- Beranda
- Komunitas
- Entertainment
- The Lounge
Orang Tua Dan Yang Dituakan


TS
animfahmy
Orang Tua Dan Yang Dituakan
Selamat Datang di Thread Saya
Assalamu'alaykum Waroh Matullahi Wabarakatuh
Spoiler for doa:
تَقَبلَ اللهُ مِنا وَمِنْكُمْ
“Semoga Allah menerima (segala amal sholih) dari kami dan kalian”. [HR. Ibnu Asakir dalam Tarikh Dimasyqo (24/154) dan Abul Qosim Al-Ashbahaniy dalam At-Targhib wa At-Tarhib (no. 381)]
Sebaik-baik ucapan selamat adalah doa.
Semoga agan-agan semua dalam perlindungan Allah SWT. Aamiin...

Kali ini ane akan share tulisan tentang mengenang jasa pahlawan Indonesia kita tercinta.
Quote:
“Bangsa yang besar adalah bangsa yang menghargai jasa pahlawannya.”
― Sukarno
― Sukarno
Langsung mawon monggo disimak...
Quote:
Dalam banyak komunitas, orang tua diposisikan sedemikian terhormat. Kehadiran mereka itu dianggap penting, bukan karena kekuatan fisik atau kedalaman keilmuannya, melainkan karena kearifannya. Secara fisik, orang tua dan apalagi sudah terlalu tua tidak memiliki kekuatan apa-apa. Demikian pula buah pikiran mereka, dalam hal-hal tertentu sudah bisa dikalahkan oleh yang lebih muda.
Namun, orang tua dan juga yang dituakan biasanya dianggap memiliki kekuatan yang tidak selalu bisa tergantikan oleh mereka yang muda, sekalipun secara fisik dan pikirannya, orang muda jauh lebih kuat. Kekuatan di dalam kehidupan masyarakat tidak selalu dilihat dari aspek fisik ataupun juga ketajaman pemikirannya, tetapi oleh karena sejarah, kewibawaan, gezah, pengaruh, dan lain-lain. Hal-hal yang disebutkan terakhir ini tidak selalu bisa dipenuhi oleh orang-orang muda, sekalipun secara formal, mereka memiliki kekuasaan dan kewenangan.

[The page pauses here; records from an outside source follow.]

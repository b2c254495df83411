use std::sync::Arc;

use error::Result;
use key::Key;
use request::Request;
use schema::Schema;
use types::TypesRegistry;

/// Callbacks driven by the write-path expansion.
///
/// The schema calls `select_database`, `select_index` and `select_datum`
/// in that order for each matching rule chain; returning `false` vetoes
/// further descent.
pub trait WriteVisitor {
	/// A database rule matched; opens or creates the database.
	fn select_database(&mut self, key: &Key, full: &Key) -> Result<bool>;
	/// An index rule matched within the selected database.
	fn select_index(&mut self, key: &Key, full: &Key) -> Result<bool>;
	/// A datum rule matched; stores the field.
	fn select_datum(&mut self, key: &Key, full: &Key) -> Result<bool>;

	/// Schema of the currently selected database. Available after
	/// `select_database` returned `true`.
	fn database_schema(&self) -> Option<Arc<Schema>>;

	/// Source line of the datum rule that accepted the field, if any.
	fn rule(&self) -> Option<usize>;
	/// Remembers the datum rule that accepted the field.
	fn set_rule(&mut self, line: usize);
}

/// Callbacks driven by the read-path expansion.
pub trait ReadVisitor {
	/// A candidate database key was derived from the request.
	fn select_database(&mut self, key: &Key, full: &Key) -> Result<bool>;
	/// A candidate index key was derived within the selected database.
	fn select_index(&mut self, key: &Key, full: &Key) -> Result<bool>;
	/// A candidate datum key was derived; looks the field up.
	fn select_datum(&mut self, key: &Key, full: &Key) -> Result<bool>;

	/// The candidate values of `keyword`, canonicalised through its type.
	/// Implementations supply the axis of the selected database so `Step`
	/// and `Param` can resolve against the stored values.
	fn values(&mut self, request: &Request, keyword: &str, registry: &TypesRegistry) -> Result<Vec<String>>;

	/// Schema of the currently selected database. Available after
	/// `select_database` returned `true`.
	fn database_schema(&self) -> Option<Arc<Schema>>;
}
//! User interface module - interaction (prompts) and formatting.
//!
//! Separates concerns:
//! - `formatter` - Pure formatting functions
//! - This module - Interactive prompts and user input handling

use std::io::{self, Write};

use anyhow::Result;

pub mod formatter;

// Re-export formatter functions for convenience
pub use formatter::{
    display_boundary_warning, display_bundle_summary, display_error, display_release_info,
    display_status, display_success,
};

/// Prompts user to confirm an action with a yes/no prompt.
///
/// Displays the given prompt and accepts "y" or "yes" (case-insensitive)
/// as confirmation. Default is "no" if user presses Enter.
///
/// # Arguments
/// * `prompt` - The prompt message to display (without the "(y/N): " suffix)
///
/// # Returns
/// * `Ok(true)` - If user entered "y" or "yes"
/// * `Ok(false)` - Otherwise (including Enter, or "n"/"no")
pub fn confirm_action(prompt: &str) -> Result<bool> {
    print!("{} (y/N): ", prompt);
    io::stdout().flush()?;

    let mut input = String::new();
    io::stdin().read_line(&mut input)?;
    let answer = input.trim().to_lowercase();

    Ok(answer == "y" || answer == "yes")
}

Salah satu kekurangan bangsa ini adalah tidak terlalu banyak ditemukan orang tua dan yang dituakan. Bangsa ini adalah bangsa yang telah melewati sejarah panjang, baik sebelum dan sesudah merdeka. Dengan demikian, tentu memiliki sejarah orang-orang besar yang banyak dan besar pula jasanya. Setelah merdeka misalnya, telah beberapa kali beganti presiden, akan tetapi suka atau tidak suka menyebutkannya, pemimpin bangsa ini tatkala mengakhiri hidupnya ternyata tidak selalu menyenangkan. Bung Karno yang sedemikian hebat dan dibanggakan, di akhir kekuasaannya, -------siapapun tahu, kurang diposisikan sebagai orang tua, sekalipun begitu banyak dan besar jasanya bagi bangsa ini.

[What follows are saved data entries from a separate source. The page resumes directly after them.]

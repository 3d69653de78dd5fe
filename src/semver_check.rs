//! Strict semantic-version validation
//!
//! The release derivation tolerates sloppy tags by degrading to the edge
//! row; this module is the opposite: the full semver grammar, enforced via
//! the `semver` crate, for pipeline steps that must reject bad versions.

use crate::error::{RelkitError, Result};

/// Validate that a string matches the semantic-versioning grammar
///
/// An optional tag prefix (e.g. "v") is stripped before validation when
/// given. Returns the parsed version so callers can inspect components.
pub fn validate(input: &str, tag_prefix: Option<&str>) -> Result<semver::Version> {
    let candidate = match tag_prefix {
        Some(prefix) => input.strip_prefix(prefix).unwrap_or(input),
        None => input,
    };

    semver::Version::parse(candidate).map_err(|e| {
        RelkitError::version(format!("'{}' is not a valid semantic version: {}", input, e))
    })
}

Begitu pula penggantiya, ialah Pak Harto. Lagi-lagi di akhir masa jabatannya, beliau harus menghadapi demo secara meluas, dan akhirnya mengundurkan diri sebagai presiden. Jasa-jasanya sebagai pemimpin bangsa sedemikian besar, namun ternyata dianggap hilang begitu saja. Memang banyak orang yang kurang menyukai Pak Harto, tetapi sebaliknya, sebenarnya juga tidak sedikit yang memberi apresiasi dan bahkan mencintainya. Banyaknya poster dengan tulisan sederhana, yakni “ Masih Enak Zamanku to” dan ditempel di berbagai temat, termasuk di kendaraan umum pada akhir-akhir ini, menggambarkan bahwa masih banyak rakyat yang merindukan Pak Harto.
Tidak berbeda dengan kedua pemimpin bangsa sebelumnya, adalah Prof. Dr. BJ Habibie dan selanjutnya KH Abdurrahman Wahid atau Gus Dur. Presiden yang ketiga, Prof. Dr. BJ Habibie dengan pemilu dipercepat, ternyata pertanggung jawabannya tidak diterima dan akhirnya tidak mencalonkan diri lagi pada pemilihan periode berikutnya. Juga Gus Dur baru beberapa tahun saja menjabat, dengan berbagai alasan, beliau dilengserkan, atau dituntut mundur. Akhirnya, Gus Dur memenuhi tuntutan itu, mundur dari jabatannya sebagai presiden di tengah jalan. Hingga Gus Dur mundur sebagai presiden, maka artinya bangsa ini belum memiliki pemimpin yang mengakhiri jabatannya dengan riang gembira.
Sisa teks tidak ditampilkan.